The Gelman and Rubin diagnostic is used to check the convergence of multiple mcmc chains run in parallel. It compares the within-chain variance to the between-chain variance, the exposition is below:

Steps (for each parameter):

  1. Run m ≥ 2 chains of length 2n from overdispersed starting values.
  2. Discard the first n draws in each chain.
  3. Calculate the within-chain and between-chain variance.
  4. Calculate the estimated variance of the parameter as a weighted sum of the within-chain and between-chain variance.
  5. Calculate the potential scale reduction factor.
  6. List item

I want to use this statistic but the variables I want to use it with are random vectors.

Does it make sense to take the mean of the covariance matrices in this case?

Best Answer

A recommendation: just compute the PSRF separately for each scalar component

The original article by Gelman & Rubin [1], as well as the Bayesian Data Analysis textbook of Gelman et al. [2], recommends calculating the potential scale reduction factor (PSRF) separately for each scalar parameter of interest. To deduce convergence, it is then required that all PSRFs are close to 1. It does not matter that your parameters are interpreted as random vectors, their components are scalars for which you can compute PSRFs.

Brooks & Gelman [3] have proposed a multivariate extension of the PSRF, which I review in the next section of this answer. However, to quote Gelman & Shirley [4]:

[...] these methods may sometimes represent overkill: individual parameters can be well estimated even while approximate convergence of simulations of a multivariate distribution can take a very long time.
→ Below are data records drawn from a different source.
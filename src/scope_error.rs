use std::fmt;

use thiserror::Error;

use crate::ScopeId;

/// Boxed error returned by fallible factories and destroy hooks.
pub type BoxError = Box<dyn std::error::Error + Send + Sync>;

#[derive(Debug, Error)]
pub enum ScopeError {
    #[error("scope {0} is already active")]
    DuplicateScope(ScopeId),

    #[error("scope {0} is not active or not registered")]
    UnknownScope(ScopeId),

    #[error("scope {0} is no longer active")]
    ScopeInactive(ScopeId),

    #[error("singleton '{key}' in scope {scope} is not of type {expected}")]
    TypeMismatch {
        scope: ScopeId,
        key: String,
        expected: &'static str,
    },

    #[error("construction of singleton '{key}' in scope {scope} waits on itself")]
    CyclicConstruction { scope: ScopeId, key: String },

    #[error("failed to construct singleton '{key}' in scope {scope}: {source}")]
    Construction {
        scope: ScopeId,
        key: String,
        #[source]
        source: BoxError,
    },

    #[error(transparent)]
    Destruction(#[from] MultiDestructionError),
}

impl ScopeError {
    /// The scope the error refers to. Aggregated destruction errors may span several
    /// scopes and report the first one.
    pub fn scope(&self) -> Option<&ScopeId> {
        match self {
            ScopeError::DuplicateScope(id)
            | ScopeError::UnknownScope(id)
            | ScopeError::ScopeInactive(id) => Some(id),
            ScopeError::TypeMismatch { scope, .. }
            | ScopeError::CyclicConstruction { scope, .. }
            | ScopeError::Construction { scope, .. } => Some(scope),
            ScopeError::Destruction(err) => err.failures().first().map(|f| &f.scope),
        }
    }
}

/// Which hook of a singleton failed during teardown.
#[derive(Debug, Clone, Copy, PartialEq, Eq)]
pub enum DestructionPhase {
    BeforeDestroy,
    Destroy,
}

impl fmt::Display for DestructionPhase {
    fn fmt(&self, f: &mut fmt::Formatter<'_>) -> fmt::Result {
        match self {
            DestructionPhase::BeforeDestroy => f.write_str("before-destroy"),
            DestructionPhase::Destroy => f.write_str("destroy"),
        }
    }
}

/// One failed hook invocation.
#[derive(Debug, Error)]
#[error("{phase} hook of '{key}' in scope {scope} failed: {source}")]
pub struct DestructionFailure {
    pub scope: ScopeId,
    pub key: String,
    pub phase: DestructionPhase,
    #[source]
    pub source: BoxError,
}

/// Every hook failure collected while tearing down one or more scopes.
#[derive(Debug, Default, Error)]
pub struct MultiDestructionError {
    failures: Vec<DestructionFailure>,
}

impl MultiDestructionError {
    pub fn new(failures: Vec<DestructionFailure>) -> Self {
        Self { failures }
    }

    pub fn failures(&self) -> &[DestructionFailure] {
        &self.failures
    }

    pub fn into_failures(self) -> Vec<DestructionFailure> {
        self.failures
    }

    /// Keys whose hooks failed, in the order the failures happened. A key whose
    /// before-destroy and destroy hooks both failed appears twice.
    pub fn failed_keys(&self) -> Vec<&str> {
        self.failures.iter().map(|f| f.key.as_str()).collect()
    }

    pub fn is_empty(&self) -> bool {
        self.failures.is_empty()
    }

    pub(crate) fn push(&mut self, failure: DestructionFailure) {
        self.failures.push(failure);
    }

    pub(crate) fn extend(&mut self, other: MultiDestructionError) {
        self.failures.extend(other.failures);
    }

    /// `Ok(())` when nothing failed.
    pub(crate) fn into_result(self) -> Result<(), MultiDestructionError> {
        if self.failures.is_empty() {
            Ok(())
        } else {
            Err(self)
        }
    }
}

impl fmt::Display for MultiDestructionError {
    fn fmt(&self, f: &mut fmt::Formatter<'_>) -> fmt::Result {
        write!(f, "{} singleton hook(s) failed during destruction", self.failures.len())?;
        for failure in &self.failures {
            write!(f, "; {failure}")?;
        }
        Ok(())
    }
}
Alternative: multivariate extension by Brooks&Gelman

Brooks & Gelman [3] propose a multivariate extension of the PSRF, where indeed one computes the estimated covariance matrix (your step 4) as a weighted sum of the within-chain ($W$) and between-chain ($B$) covariance matrices (your step 3): \begin{equation} \hat{V} = \frac{n-1}{n}W + \left ( 1 + \frac{1}{m} \right )\frac{B}{n}, \end{equation} where $n$ is the chain length. Then, one needs to define some scalar metric for the distance between the covariance matrices $\hat{V},W$. The authors propose \begin{equation} \hat{R} = \max_a \frac{a^T\hat{V}a}{a^TWa} = \frac{n-1}{n} + \left(\frac{m+1}{m}\right)\lambda_1, \end{equation} where $m$ is the number of chains, the equality is shown in the article with $\lambda_1$ being the largest positive eigenvalue of $W^{-1}\hat{V}/n$. Then, the authors argue that under convergence of the chains, $\lambda_1\rightarrow 0$ and thus with big $n$ this multivariate $\hat{R}$ should converge near 1.

References

[1] Gelman, Andrew, and Donald B. Rubin. "Inference from iterative simulation using multiple sequences." Statistical Science (1992): 457-472.

[2] Gelman, Andrew, et al. Bayesian data analysis. CRC press, 2013.

[3] Brooks, Stephen P., and Andrew Gelman. "General methods for monitoring convergence of iterative simulations." Journal of Computational and Graphical Statistics 7.4 (1998): 434-455.

[4] Gelman, Andrew, and Kenneth Shirley. "Inference from simulations and monitoring convergence". (Chapter 6 in Brooks, Steve, et al., eds. Handbook of Markov Chain Monte Carlo. CRC Press, 2011.)

All articles except the textbook [2] are available at Andrew Gelman's website Andrew Gelman's website.